Below is a block of entries; repeat exactly the lines starting at the line that contains "impl ta::High for" and ending at the line that contains "if close <= 0.0", both included.
(Data in this exercise Opens)
//! Technical indicators computed from a candle window.
//!
//! Everything here is recomputed from scratch every cycle; nothing is carried
//! between calls.

use crate::domain::errors::IndicatorError;
use crate::domain::trading::types::Candle;
use rust_decimal::prelude::ToPrimitive;
use serde::{Deserialize, Serialize};
use statrs::statistics::Statistics;
use ta::Next;
use ta::indicators::{AverageTrueRange, ExponentialMovingAverage, RelativeStrengthIndex};

pub const ATR_PERIOD: usize = 14;
pub const RSI_PERIOD: usize = 14;
pub const EMA_FAST_PERIOD: usize = 9;
pub const EMA_SLOW_PERIOD: usize = 21;
pub const VOLATILITY_WINDOW: usize = 20;
pub const MOMENTUM_LOOKBACK: usize = 10;

/// EMA21 needs a full seed window plus one update.
pub const MIN_CANDLES: usize = EMA_SLOW_PERIOD + 1;

/// Indicator snapshot for one symbol and one cycle.
///
/// `volatility`, `momentum` and `trend_strength` are percentages:
/// - volatility: standard deviation of per-candle log returns over the last 20 candles
/// - momentum: close-to-close change over the last 10 candles
/// - trend_strength: |EMA9 - EMA21| relative to EMA21
#[derive(Debug, Clone, Copy, PartialEq, Serialize, Deserialize)]
pub struct TechnicalIndicators {
    pub atr: f64,
    pub ema9: f64,
    pub ema21: f64,
    pub rsi: f64,
    pub volatility: f64,
    pub momentum: f64,
    pub trend_strength: f64,
}

impl TechnicalIndicators {
    pub fn is_bullish_crossover(&self) -> bool {
        self.ema9 > self.ema21
    }
}

struct Bar {
    high: f64,
    low: f64,
    close: f64,
}

impl ta::High for Bar {
    fn high(&self) -> f64 {
        self.high
    }
}

impl ta::Low for Bar {
    fn low(&self) -> f64 {
        self.low
    }
}

impl ta::Close for Bar {
    fn close(&self) -> f64 {
        self.close
    }
}

fn to_bars(candles: &[Candle]) -> Result<Vec<Bar>, IndicatorError> {
    candles
        .iter()
        .enumerate()
        .map(|(index, c)| {
            let malformed = |reason: &str| IndicatorError::MalformedCandle {
                index,
                reason: reason.to_string(),
            };
            let high = c.high.to_f64().ok_or_else(|| malformed("high not representable"))?;
            let low = c.low.to_f64().ok_or_else(|| malformed("low not representable"))?;
            let close = c.close.to_f64().ok_or_else(|| malformed("close not representable"))?;
            if close <= 0.0 || low <= 0.0 {
                return Err(malformed("non-positive price"));
            }
            if high < low {
                return Err(malformed("high below low"));
            }
            Ok(Bar { high, low, close })
        })
        .collect()
}

/// Computes the indicator snapshot for an oldest-first candle window.
///
/// Returns `InsufficientData` when fewer than [`MIN_CANDLES`] candles are supplied;
/// callers skip the symbol for this cycle.
pub fn compute_indicators(candles: &[Candle]) -> Result<TechnicalIndicators, IndicatorError> {
    if candles.len() < MIN_CANDLES {
        return Err(IndicatorError::InsufficientData {
            required: MIN_CANDLES,
            available: candles.len(),
        });
    }

    let bars = to_bars(candles)?;

    let mut atr = AverageTrueRange::new(ATR_PERIOD).expect("ATR_PERIOD is non-zero");
    let mut ema9 = ExponentialMovingAverage::new(EMA_FAST_PERIOD).expect("EMA_FAST_PERIOD is non-zero");
    let mut ema21 = ExponentialMovingAverage::new(EMA_SLOW_PERIOD).expect("EMA_SLOW_PERIOD is non-zero");
    let mut rsi = RelativeStrengthIndex::new(RSI_PERIOD).expect("RSI_PERIOD is non-zero");

    let (mut atr_val, mut ema9_val, mut ema21_val, mut rsi_val) = (0.0, 0.0, 0.0, 50.0);
    for bar in &bars {
        atr_val = atr.next(bar);
        ema9_val = ema9.next(bar.close);
        ema21_val = ema21.next(bar.close);
        rsi_val = rsi.next(bar.close);
    }

    let closes: Vec<f64> = bars.iter().map(|b| b.close).collect();
    let window = &closes[closes.len() - (VOLATILITY_WINDOW + 1)..];
    let volatility = realized_volatility(window, 1.0).unwrap_or(0.0) * 100.0;

    let last = closes[closes.len() - 1];
    let past = closes[closes.len() - 1 - MOMENTUM_LOOKBACK];
    let momentum = (last - past) / past * 100.0;

    let trend_strength = if ema21_val > 0.0 {
        (ema9_val - ema21_val).abs() / ema21_val * 100.0
    } else {
        0.0
    };

    Ok(TechnicalIndicators {
        atr: atr_val,
        ema9: ema9_val,
        ema21: ema21_val,
        rsi: rsi_val,
        volatility,
        momentum,
        trend_strength,
    })
}

/// Standard deviation of log returns, scaled by `sqrt(periods_per_year)`.
///
/// Pass `1.0` for per-period volatility.
pub fn realized_volatility(prices: &[f64], periods_per_year: f64) -> Option<f64> {
    if prices.len() < 2 {
        return None;
    }

    let returns: Vec<f64> = prices
        .windows(2)
        .filter(|w| w[0] > 0.0 && w[1] > 0.0)
        .map(|w| (w[1] / w[0]).ln())
        .collect();

    if returns.is_empty() {
        return None;
    }

    let std_dev = returns.iter().population_std_dev();
    if !std_dev.is_finite() {
        return None;
    }
    Some(std_dev * periods_per_year.sqrt())
}
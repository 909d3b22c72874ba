// Core trading domain entities and value objects
pub mod signal;
pub mod trading_pair;
pub mod types;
(Data in this exercise Closes)
[Worked solution]
impl ta::High for Bar {
    fn high(&self) -> f64 {
        self.high
    }
}

impl ta::Low for Bar {
    fn low(&self) -> f64 {
        self.low
    }
}

impl ta::Close for Bar {
    fn close(&self) -> f64 {
        self.close
    }
}

fn to_bars(candles: &[Candle]) -> Result<Vec<Bar>, IndicatorError> {
    candles
        .iter()
        .enumerate()
        .map(|(index, c)| {
            let malformed = |reason: &str| IndicatorError::MalformedCandle {
                index,
                reason: reason.to_string(),
            };
            let high = c.high.to_f64().ok_or_else(|| malformed("high not representable"))?;
            let low = c.low.to_f64().ok_or_else(|| malformed("low not representable"))?;
            let close = c.close.to_f64().ok_or_else(|| malformed("close not representable"))?;
            if close <= 0.0 || low <= 0.0 {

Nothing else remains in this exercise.